Глаза его наполнились слезами – возможно, потому что он принадлежал к столь чувствительной нации. Из всех немецких пленных, подобранных госпитальным судном, только он отреагировал на творящуюся катастрофу как нормальный человек.
У американца на той же палубе в голове зияла такая ужасная рана, что его никто не трогал. Помочь ему никто не мог, любое прикосновение сделало бы только хуже. А на следующее утро он пил кофе. Глаза его казались очень темными и отстраненными, как будто он побывал далеко-далеко, так далеко, что лишь чудом вернулся. Морщины усталости и боли испещрили его лицо, но когда его спросили, как он себя чувствует, он ответил, что все в порядке. Больше он ничего не говорил, ни о чем не просил и не жаловался. Возможно, он тоже будет жить.
На следующей палубе лежало много удивительных и прекрасных людей, которых ранило не так тяжело, так что говорили они больше. Все разговоры профессиональные: где они высадились, в какое время, какое сопротивление встретили, как выбрались, когда и как их ранило. Они болтали о снайперах, особенно о женщинах-снайперах: непонятно, откуда взялся этот слух, но все в него верили. При высадке с этими солдатами не было французских офицеров, которые могли бы переводить, и американцам было никак не понять жителей нормандских деревень. Двое мужчин думали, что их настойчиво приглашают в дом одной старушки на ужин, а на самом деле их предупреждали о снайперах на чердаке. Каким-то чудом они успели об этом догадаться. Французы повергли их всех в полное недоумение. То же самое они испытали, когда услышали, сколько в Нормандии еды; никто не помнил, что Нормандия – один из крупнейших сельскохозяйственных районов страны. Они сочли, что девушки в деревнях удивительно хорошо одеты. Все было странно и удивительно: сначала эти смертоносные, мрачные пляжи, а потом деревни, где их встречали с цветами и печеньем, но частенько можно было нарваться на снайперов и мины-ловушки.

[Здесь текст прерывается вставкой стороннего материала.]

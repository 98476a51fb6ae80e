const POINTER_TARGET_SCRIPT: &str = r#"
    const fullyVisible = el => {
        const rect = el.getBoundingClientRect();
        return rect.top >= 0 && rect.left >= 0 &&
            rect.bottom <= window.innerHeight && rect.right <= window.innerWidth;
    };
    const candidates = Array.from(document.querySelectorAll('a, button, img')).filter(fullyVisible);
    if (candidates.length === 0) return null;
    const pick = Math.min(candidates.length - 1, Math.floor(arguments[0] * candidates.length));
    const rect = candidates[pick].getBoundingClientRect();
    return { x: rect.left + rect.width / 2, y: rect.top + rect.height / 2 };
"#;

const SELECT_TEXT_SCRIPT: &str = r#"
    const candidates = Array.from(document.querySelectorAll('p, h1, h2, h3, span')).filter(el => {
        const rect = el.getBoundingClientRect();
        return rect.top >= 0 && rect.left >= 0 &&
            rect.bottom <= window.innerHeight && rect.right <= window.innerWidth &&
            (el.textContent || '').trim().length > 0;
    });
    if (candidates.length === 0) return false;
    const pick = Math.min(candidates.length - 1, Math.floor(arguments[0] * candidates.length));
    const element = candidates[pick];
    const selection = window.getSelection();
    const range = document.createRange();
    range.selectNodeContents(element);
    selection.removeAllRanges();
    selection.addRange(range);
    return true;
"#;

const RANDOM_SCROLL_PX: (u64, u64) = (100, 601);

#[derive(Debug, Clone, Copy, PartialEq, Eq)]
enum Behavior {
    Scroll,
    MovePointer,
    SelectText,
}

const BEHAVIORS: [Behavior; 3] = [Behavior::Scroll, Behavior::MovePointer, Behavior::SelectText];

#[derive(Debug, Clone, Copy, Deserialize)]
struct PointerTarget {
    x: f64,
    y: f64,
}

#[derive(Debug, Default, PartialEq, Eq)]
struct BehaviorReport {
    performed: Vec<Behavior>,
    failures: usize,
}

async fn simulate_user_behavior<C: BrowserContext + ?Sized>(
    ctx: &mut C,
    page: &PageId,
    rng: &mut dyn RandomSource,
) -> BehaviorReport {
    let mut report = BehaviorReport::default();
    let count = 1 + rng.index(3);
    for _ in 0..count {
        let behavior = BEHAVIORS[rng.index(BEHAVIORS.len())];
        report.performed.push(behavior);
        if let Err(err) = perform_behavior(ctx, page, behavior, rng).await {
            warn!(page = %page, ?behavior, "behavior failed: {err}");
            report.failures += 1;
            continue;
        }
        let pause = random_pause(rng, BEHAVIOR_PAUSE_MS);
        ctx.wait(page, pause).await;
    }
    report
}

async fn perform_behavior<C: BrowserContext + ?Sized>(
    ctx: &mut C,
    page: &PageId,
    behavior: Behavior,
    rng: &mut dyn RandomSource,
) -> Result<(), DriverError> {
    match behavior {
        Behavior::Scroll => {
            let amount = rng.between(RANDOM_SCROLL_PX.0, RANDOM_SCROLL_PX.1) as i64;
            ctx.scroll_by(page, amount).await?;
            debug!(page = %page, "randomly scrolled {amount}px");
        }
        Behavior::MovePointer => {
            let value = ctx
                .evaluate(page, POINTER_TARGET_SCRIPT, json!([rng.next_f64()]))
                .await?;
            match serde_json::from_value::<Option<PointerTarget>>(value)
                .map_err(|e| DriverError::Script(format!("pointer target: {e}")))?
            {
                Some(target) => {
                    ctx.move_pointer(page, target.x, target.y).await?;
                    debug!(page = %page, x = target.x, y = target.y, "moved pointer to element");
                }
                None => debug!(page = %page, "no fully visible element to point at"),
            }
        }
        Behavior::SelectText => {
            ctx.evaluate(page, SELECT_TEXT_SCRIPT, json!([rng.next_f64()])).await?;
            debug!(page = %page, "selected some text");
        }
    }
    Ok(())
}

На одной из коек лежал семнадцатилетний французский парнишка, его ранило в спину осколком снаряда. Он жил и работал на земле своего отца, но, по его словам, немцы, уходя, сожгли их дом. Двое американских парней, расположившихся на койках рядом, беспокоились за него. Их тревожило, что он испугается – гражданский, еще и совсем один, страдает от боли, не знает английского и его везут в незнакомую страну. Они не обращали внимания на свои раны – у одного размозжено колено, у второго плечо, – только переживали за этого маленького француза. А он держался очень мужественно и молчаливо, не жаловался и никак не выдавал свою тревогу, хотя она отражалась в его глазах. Его семья осталась там, в зоне боевых действий, он не знал, что с ними случилось и увидятся ли они хоть когда-нибудь. Американцы говорили: «Вы скажите этому парню, что он солдат получше, чем Хайни[43] на соседней койке».
Этот Хайни нам не нравился, ему было восемнадцать, и он оказался самым требовательным представителем расы господ на борту. В конце концов случился небольшой скандал, когда он сказал санитару, чтобы тот переложил его, поскольку ему было неудобно, а санитар отказал, потому что у него пойдет кровь, если его переложить.
Когда я ему это объяснила, немец сердито сказал:
– И долго мне еще лежать здесь, страдая от боли, в таком жалком положении?